** Opening DATASET RECORDS block **
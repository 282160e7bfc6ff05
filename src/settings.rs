//! Startup settings, read from `settings.json` next to the executable's working directory.
//!
//! Every field has a default, so a partial file (or no file at all) is fine.

use crate::error::LoadError;
use crate::state::PhysicsConstants;
use serde::{Deserialize, Serialize};
use std::path::{Path, PathBuf};
use std::{fs, io};

pub const SETTINGS_FILE: &str = "settings.json";

/// What touching a kill block does.
#[derive(Debug, Clone, Copy, PartialEq, Eq, Serialize, Deserialize, Default)]
#[serde(rename_all = "snake_case")]
pub enum HazardPolicy {
    /// Restart the round: coins back, timer zeroed, player at the start.
    #[default]
    ResetRound,
    /// Detect the contact but keep playing.
    Ignore,
}

#[derive(Debug, Clone, Serialize, Deserialize, PartialEq)]
#[serde(default)]
pub struct Settings {
    pub window_width: i32,
    pub window_height: i32,
    /// Simulation ticks per second
    pub tick_rate_hz: u32,
    pub hazard_policy: HazardPolicy,
    pub asset_dir: PathBuf,
    /// JSON level template; the built-in level is used when unset
    pub level_path: Option<PathBuf>,
    pub physics: PhysicsConstants,
}

impl Default for Settings {
    fn default() -> Self {
        Self {
            window_width: 600,
            window_height: 480,
            tick_rate_hz: 24,
            hazard_policy: HazardPolicy::default(),
            asset_dir: PathBuf::from("assets"),
            level_path: None,
            physics: PhysicsConstants::default(),
        }
    }
}

impl Settings {
    /// Missing file means defaults. A file that exists but does not parse is an error.
    pub fn load(path: impl AsRef<Path>) -> Result<Self, LoadError> {
        let path = path.as_ref();
        let s = match fs::read_to_string(path) {
            Ok(s) => s,
            Err(e) if e.kind() == io::ErrorKind::NotFound => {
                log::info!("no {} found, using default settings", path.display());
                return Ok(Settings::default());
            }
            Err(source) => {
                return Err(LoadError::Io {
                    path: path.to_path_buf(),
                    source,
                });
            }
        };
        let settings: Settings = serde_json::from_str(&s).map_err(|source| LoadError::Json {
            path: path.to_path_buf(),
            source,
        })?;
        log::info!("loaded settings from {}", path.display());
        Ok(settings.sanitized())
    }

    fn sanitized(mut self) -> Self {
        if self.tick_rate_hz == 0 {
            log::warn!("tick_rate_hz of 0 is not usable, falling back to 24");
            self.tick_rate_hz = 24;
        }
        self
    }

    pub fn tick_seconds(&self) -> f64 {
        1.0 / self.tick_rate_hz as f64
    }
}

#[cfg(test)]
mod tests {
    use super::*;

    #[test]
    fn test_missing_file_gives_defaults() {
        let dir = tempfile::tempdir().unwrap();
        let settings = Settings::load(dir.path().join(SETTINGS_FILE)).unwrap();
        assert_eq!(settings, Settings::default());
        assert_eq!(settings.tick_rate_hz, 24);
        assert_eq!(settings.physics.jump_power, 11.0);
    }

    #[test]
    fn test_partial_file_keeps_other_defaults() {
        let dir = tempfile::tempdir().unwrap();
        let path = dir.path().join(SETTINGS_FILE);
        fs::write(
            &path,
            r#"{ "hazard_policy": "ignore", "physics": { "gravity": 0.25 } }"#,
        )
        .unwrap();

        let settings = Settings::load(&path).unwrap();
        assert_eq!(settings.hazard_policy, HazardPolicy::Ignore);
        assert_eq!(settings.physics.gravity, 0.25);
        assert_eq!(settings.physics.run_speed, 5.0);
        assert_eq!(settings.window_width, 600);
    }

    #[test]
    fn test_zero_tick_rate_is_replaced() {
        let dir = tempfile::tempdir().unwrap();
        let path = dir.path().join(SETTINGS_FILE);
        fs::write(&path, r#"{ "tick_rate_hz": 0 }"#).unwrap();
        let settings = Settings::load(&path).unwrap();
        assert_eq!(settings.tick_rate_hz, 24);
    }

    #[test]
    fn test_malformed_file_is_an_error() {
        let dir = tempfile::tempdir().unwrap();
        let path = dir.path().join(SETTINGS_FILE);
        fs::write(&path, "{ not json").unwrap();
        assert!(matches!(
            Settings::load(&path),
            Err(LoadError::Json { .. })
        ));
    }
}
use super::common::{TileBounds, Vec2};
use crate::error::{LevelError, LoadError};
use serde::{Deserialize, Serialize};
use std::{fs, path::Path};

pub const GRID_UNIT_SIZE: u32 = 60;
pub const GRID_UNITS_TALL: usize = 8;

const DEFAULT_LEVEL: [&str; GRID_UNITS_TALL] = [
    "############################",
    "#..........o.........o.....#",
    "#.....o...###....o...##....#",
    "#....###.........###.....o.#",
    "#P.........o..............##",
    "#.....##..###....x....o....#",
    "#..o.####.....o..#...###...#",
    "############xx##############",
];

const START_CODE: char = 'P';

#[derive(Eq, PartialEq, Clone, Copy, Debug)]
pub enum TileKind {
    Empty,
    Solid,
    Coin,
    KillBlock,
}

impl TileKind {
    pub fn from_code(code: char) -> Option<TileKind> {
        match code {
            '.' | ' ' => Some(TileKind::Empty),
            '#' => Some(TileKind::Solid),
            'o' => Some(TileKind::Coin),
            'x' => Some(TileKind::KillBlock),
            _ => None,
        }
    }
}

/// Read-write access to a tile grid addressed by pixel coordinates.
pub trait MapLike {
    fn tile_at(&self, point: Vec2) -> TileKind;
    fn set_tile(&mut self, point: Vec2, kind: TileKind);
    fn bounds(&self, point: Vec2) -> TileBounds;

    fn is_solid_at(&self, point: Vec2) -> bool {
        self.tile_at(point) == TileKind::Solid
    }

    fn top_of_square(&self, point: Vec2) -> f32 {
        self.bounds(point).top
    }

    fn bottom_of_square(&self, point: Vec2) -> f32 {
        self.bounds(point).bottom
    }

    fn left_of_square(&self, point: Vec2) -> f32 {
        self.bounds(point).left
    }

    fn right_of_square(&self, point: Vec2) -> f32 {
        self.bounds(point).right
    }
}

/// On-disk form of a level, one string per row.
#[derive(Serialize, Deserialize, Clone, Debug)]
struct LevelFile {
    #[serde(default = "default_unit_size")]
    unit_size: u32,
    rows: Vec<String>,
}

fn default_unit_size() -> u32 {
    GRID_UNIT_SIZE
}

#[derive(Clone, Debug)]
pub struct LevelTemplate {
    unit_size: u32,
    w: usize,
    h: usize,
    tiles: Vec<TileKind>,
    start: (usize, usize),
}

impl LevelTemplate {
    pub fn parse<S: AsRef<str>>(unit_size: u32, rows: &[S]) -> Result<Self, LevelError> {
        if unit_size == 0 {
            return Err(LevelError::ZeroUnitSize);
        }
        let w = rows.first().map(|r| r.as_ref().chars().count()).unwrap_or(0);
        if w == 0 {
            return Err(LevelError::Empty);
        }

        let mut tiles = Vec::with_capacity(w * rows.len());
        let mut start = None;

        for (row, line) in rows.iter().enumerate() {
            let line = line.as_ref();
            let found = line.chars().count();
            if found != w {
                return Err(LevelError::RaggedRow {
                    row,
                    expected: w,
                    found,
                });
            }

            for (col, code) in line.chars().enumerate() {
                if code == START_CODE {
                    if start.is_some() {
                        return Err(LevelError::MultipleStarts);
                    }
                    start = Some((col, row));
                    tiles.push(TileKind::Empty);
                    continue;
                }
                let kind = TileKind::from_code(code)
                    .ok_or(LevelError::UnknownCode { code, row, col })?;
                tiles.push(kind);
            }
        }

        let start = start.ok_or(LevelError::MissingStart)?;

        Ok(LevelTemplate {
            unit_size,
            w,
            h: rows.len(),
            tiles,
            start,
        })
    }

    pub fn default_level() -> Result<Self, LevelError> {
        LevelTemplate::parse(GRID_UNIT_SIZE, &DEFAULT_LEVEL)
    }

    pub fn load_json(path: impl AsRef<Path>) -> Result<Self, LoadError> {
        let path = path.as_ref();
        let s = fs::read_to_string(path).map_err(|source| LoadError::Io {
            path: path.to_path_buf(),
            source,
        })?;
        let file: LevelFile = serde_json::from_str(&s).map_err(|source| LoadError::Json {
            path: path.to_path_buf(),
            source,
        })?;
        LevelTemplate::parse(file.unit_size, &file.rows).map_err(|source| LoadError::Level {
            path: path.to_path_buf(),
            source,
        })
    }

    pub fn coin_count(&self) -> u32 {
        self.tiles.iter().filter(|t| **t == TileKind::Coin).count() as u32
    }
}

pub struct TileWorld {
    template: LevelTemplate,
    tiles: Vec<TileKind>,
    total_coins: u32,
}

impl TileWorld {
    pub fn new(template: LevelTemplate) -> TileWorld {
        let total_coins = template.coin_count();
        let tiles = template.tiles.clone();
        TileWorld {
            template,
            tiles,
            total_coins,
        }
    }

    /// Restores the template (coins included) and returns the player start.
    pub fn reload(&mut self) -> Vec2 {
        self.tiles.clone_from(&self.template.tiles);
        self.player_start()
    }

    pub fn total_coins(&self) -> u32 {
        self.total_coins
    }

    pub fn coins_remaining(&self) -> u32 {
        self.tiles.iter().filter(|t| **t == TileKind::Coin).count() as u32
    }

    /// Center of the start cell.
    pub fn player_start(&self) -> Vec2 {
        let unit = self.unit_size();
        let (col, row) = self.template.start;
        Vec2::new(
            col as f32 * unit + unit * 0.5,
            row as f32 * unit + unit * 0.5,
        )
    }

    pub fn unit_size(&self) -> f32 {
        self.template.unit_size as f32
    }

    pub fn width_tiles(&self) -> usize {
        self.template.w
    }

    pub fn height_tiles(&self) -> usize {
        self.template.h
    }

    pub fn pixel_width(&self) -> f32 {
        self.template.w as f32 * self.unit_size()
    }

    pub fn pixel_height(&self) -> f32 {
        self.template.h as f32 * self.unit_size()
    }

    fn cell_of(&self, point: Vec2) -> (i32, i32) {
        let unit = self.unit_size();
        (
            (point.x / unit).floor() as i32,
            (point.y / unit).floor() as i32,
        )
    }

    fn index_of(&self, tx: i32, ty: i32) -> Option<usize> {
        if tx < 0 || ty < 0 {
            return None;
        }
        let (x, y) = (tx as usize, ty as usize);
        if x >= self.template.w || y >= self.template.h {
            return None;
        }
        Some(x + self.template.w * y)
    }

    /// Tile by grid index. Outside the grid is solid so the player cannot leave the level.
    pub fn get_at(&self, tx: i32, ty: i32) -> TileKind {
        self.index_of(tx, ty)
            .map(|i| self.tiles[i])
            .unwrap_or(TileKind::Solid)
    }

    /// Every cell in row-major order as `(col, row, kind)`.
    pub fn cells(&self) -> impl Iterator<Item = (usize, usize, TileKind)> + '_ {
        let w = self.template.w;
        self.tiles
            .iter()
            .enumerate()
            .map(move |(i, kind)| (i % w, i / w, *kind))
    }
}

impl MapLike for TileWorld {
    fn tile_at(&self, point: Vec2) -> TileKind {
        let (tx, ty) = self.cell_of(point);
        self.get_at(tx, ty)
    }

    fn set_tile(&mut self, point: Vec2, kind: TileKind) {
        let (tx, ty) = self.cell_of(point);
        if let Some(i) = self.index_of(tx, ty) {
            self.tiles[i] = kind;
        }
    }

    fn bounds(&self, point: Vec2) -> TileBounds {
        let unit = self.unit_size();
        let (tx, ty) = self.cell_of(point);
        TileBounds {
            top: ty as f32 * unit,
            bottom: (ty + 1) as f32 * unit,
            left: tx as f32 * unit,
            right: (tx + 1) as f32 * unit,
        }
    }
}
** Closing DATASET RECORDS block **
### [EXERCISE GOAL]
If a line above includes the string "PartialEq", pick it out.

### [ANSWER BOX]
#[derive(Debug, Clone, Copy, PartialEq, Eq, Serialize, Deserialize, Default)]
#[derive(Debug, Clone, Serialize, Deserialize, PartialEq)]
#[derive(Eq, PartialEq, Clone, Copy, Debug)]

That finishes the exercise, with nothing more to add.